___ Excerpted data
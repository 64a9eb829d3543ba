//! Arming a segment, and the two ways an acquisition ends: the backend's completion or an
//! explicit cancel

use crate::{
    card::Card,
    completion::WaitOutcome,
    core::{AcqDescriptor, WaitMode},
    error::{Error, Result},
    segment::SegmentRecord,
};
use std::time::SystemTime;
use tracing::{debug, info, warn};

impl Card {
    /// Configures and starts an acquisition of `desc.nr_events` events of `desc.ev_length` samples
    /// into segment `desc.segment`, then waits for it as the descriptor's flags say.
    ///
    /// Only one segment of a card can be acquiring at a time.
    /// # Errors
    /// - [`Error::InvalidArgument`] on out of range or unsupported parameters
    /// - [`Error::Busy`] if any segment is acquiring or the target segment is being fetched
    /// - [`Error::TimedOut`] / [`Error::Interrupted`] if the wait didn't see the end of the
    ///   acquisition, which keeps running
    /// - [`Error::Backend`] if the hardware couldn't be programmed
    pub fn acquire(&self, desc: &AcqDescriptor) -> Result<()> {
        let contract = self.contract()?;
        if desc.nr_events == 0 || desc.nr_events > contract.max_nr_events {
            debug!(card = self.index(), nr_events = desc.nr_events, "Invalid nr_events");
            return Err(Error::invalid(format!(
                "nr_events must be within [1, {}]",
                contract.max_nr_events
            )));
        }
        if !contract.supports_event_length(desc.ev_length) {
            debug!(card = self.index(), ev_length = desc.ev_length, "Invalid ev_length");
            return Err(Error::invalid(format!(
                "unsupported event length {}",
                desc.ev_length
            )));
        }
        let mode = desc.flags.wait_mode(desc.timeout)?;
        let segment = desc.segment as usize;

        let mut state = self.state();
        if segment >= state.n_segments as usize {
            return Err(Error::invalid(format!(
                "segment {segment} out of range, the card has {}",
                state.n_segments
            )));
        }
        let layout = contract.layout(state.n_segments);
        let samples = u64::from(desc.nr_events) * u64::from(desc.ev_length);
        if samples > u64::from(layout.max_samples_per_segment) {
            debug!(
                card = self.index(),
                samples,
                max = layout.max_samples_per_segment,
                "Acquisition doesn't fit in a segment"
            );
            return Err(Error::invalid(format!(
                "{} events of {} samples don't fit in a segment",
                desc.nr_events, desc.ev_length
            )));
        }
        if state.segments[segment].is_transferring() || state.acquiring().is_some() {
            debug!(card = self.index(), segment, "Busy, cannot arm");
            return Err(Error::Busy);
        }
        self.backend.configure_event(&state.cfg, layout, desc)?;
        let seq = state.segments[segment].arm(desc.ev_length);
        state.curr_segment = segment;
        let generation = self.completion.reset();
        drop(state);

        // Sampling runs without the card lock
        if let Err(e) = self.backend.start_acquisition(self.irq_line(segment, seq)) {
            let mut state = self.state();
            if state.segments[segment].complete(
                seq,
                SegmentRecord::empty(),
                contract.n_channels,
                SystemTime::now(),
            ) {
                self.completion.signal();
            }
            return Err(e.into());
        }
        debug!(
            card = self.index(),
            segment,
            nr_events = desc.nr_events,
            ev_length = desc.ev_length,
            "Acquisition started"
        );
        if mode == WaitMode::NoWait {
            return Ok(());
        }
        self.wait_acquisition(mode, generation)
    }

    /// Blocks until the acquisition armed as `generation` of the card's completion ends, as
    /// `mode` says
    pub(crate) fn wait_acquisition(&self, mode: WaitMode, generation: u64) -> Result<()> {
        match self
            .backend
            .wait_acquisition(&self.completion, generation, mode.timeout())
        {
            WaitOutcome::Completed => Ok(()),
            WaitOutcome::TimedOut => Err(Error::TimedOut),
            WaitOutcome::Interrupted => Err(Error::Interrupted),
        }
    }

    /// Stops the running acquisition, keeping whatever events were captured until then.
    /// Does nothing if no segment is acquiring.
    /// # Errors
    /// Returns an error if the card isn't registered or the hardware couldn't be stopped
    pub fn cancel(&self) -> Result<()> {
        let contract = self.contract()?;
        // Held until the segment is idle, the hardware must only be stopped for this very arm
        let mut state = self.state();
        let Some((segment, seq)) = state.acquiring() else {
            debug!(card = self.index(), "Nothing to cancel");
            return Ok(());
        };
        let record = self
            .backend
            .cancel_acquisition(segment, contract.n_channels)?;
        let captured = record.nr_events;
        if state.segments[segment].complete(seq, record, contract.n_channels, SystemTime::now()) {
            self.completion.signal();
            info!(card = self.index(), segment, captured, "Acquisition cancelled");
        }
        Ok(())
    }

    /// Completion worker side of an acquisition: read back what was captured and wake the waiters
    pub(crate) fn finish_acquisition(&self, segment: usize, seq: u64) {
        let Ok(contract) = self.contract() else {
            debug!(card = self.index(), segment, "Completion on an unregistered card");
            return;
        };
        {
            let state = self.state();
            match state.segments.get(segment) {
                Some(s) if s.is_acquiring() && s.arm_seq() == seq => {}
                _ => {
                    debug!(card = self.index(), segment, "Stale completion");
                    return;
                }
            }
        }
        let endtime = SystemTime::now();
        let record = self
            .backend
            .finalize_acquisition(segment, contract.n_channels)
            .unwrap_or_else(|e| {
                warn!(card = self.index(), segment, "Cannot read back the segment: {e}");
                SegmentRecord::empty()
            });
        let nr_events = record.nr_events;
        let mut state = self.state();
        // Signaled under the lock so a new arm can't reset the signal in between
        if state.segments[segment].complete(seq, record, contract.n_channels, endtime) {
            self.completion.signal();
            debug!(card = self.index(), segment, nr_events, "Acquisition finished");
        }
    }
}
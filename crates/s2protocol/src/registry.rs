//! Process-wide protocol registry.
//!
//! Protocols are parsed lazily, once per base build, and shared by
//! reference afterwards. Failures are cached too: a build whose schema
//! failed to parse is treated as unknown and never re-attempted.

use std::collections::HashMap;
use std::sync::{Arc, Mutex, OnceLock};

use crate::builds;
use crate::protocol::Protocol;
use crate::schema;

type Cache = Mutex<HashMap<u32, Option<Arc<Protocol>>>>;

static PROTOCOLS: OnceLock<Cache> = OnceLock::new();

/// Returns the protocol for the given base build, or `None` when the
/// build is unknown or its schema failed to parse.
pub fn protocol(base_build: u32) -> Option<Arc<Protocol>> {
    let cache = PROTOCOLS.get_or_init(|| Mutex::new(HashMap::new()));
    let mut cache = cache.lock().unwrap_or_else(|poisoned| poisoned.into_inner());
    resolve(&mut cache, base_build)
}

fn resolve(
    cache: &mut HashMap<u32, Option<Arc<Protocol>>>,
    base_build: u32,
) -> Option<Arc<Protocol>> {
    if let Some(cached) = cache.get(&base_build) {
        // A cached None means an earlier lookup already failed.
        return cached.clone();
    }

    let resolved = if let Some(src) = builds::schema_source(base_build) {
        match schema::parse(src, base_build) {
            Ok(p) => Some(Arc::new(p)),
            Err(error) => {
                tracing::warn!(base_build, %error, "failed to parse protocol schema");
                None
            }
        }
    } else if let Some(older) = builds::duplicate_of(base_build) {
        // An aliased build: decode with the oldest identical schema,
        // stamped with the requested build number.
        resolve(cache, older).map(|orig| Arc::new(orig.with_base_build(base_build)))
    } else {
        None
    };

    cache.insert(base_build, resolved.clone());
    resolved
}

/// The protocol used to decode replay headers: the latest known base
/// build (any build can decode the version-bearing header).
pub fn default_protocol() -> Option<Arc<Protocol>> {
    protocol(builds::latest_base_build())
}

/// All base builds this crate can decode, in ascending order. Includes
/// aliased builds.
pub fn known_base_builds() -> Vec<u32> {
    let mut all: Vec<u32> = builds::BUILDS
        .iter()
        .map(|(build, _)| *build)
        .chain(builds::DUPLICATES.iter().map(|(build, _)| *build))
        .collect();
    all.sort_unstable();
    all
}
______
Task details → Please copy all lines of the listing in which the string "from" occurs.

Output below →
        let samples = u64::from(desc.nr_events) * u64::from(desc.ev_length);
        if samples > u64::from(layout.max_samples_per_segment) {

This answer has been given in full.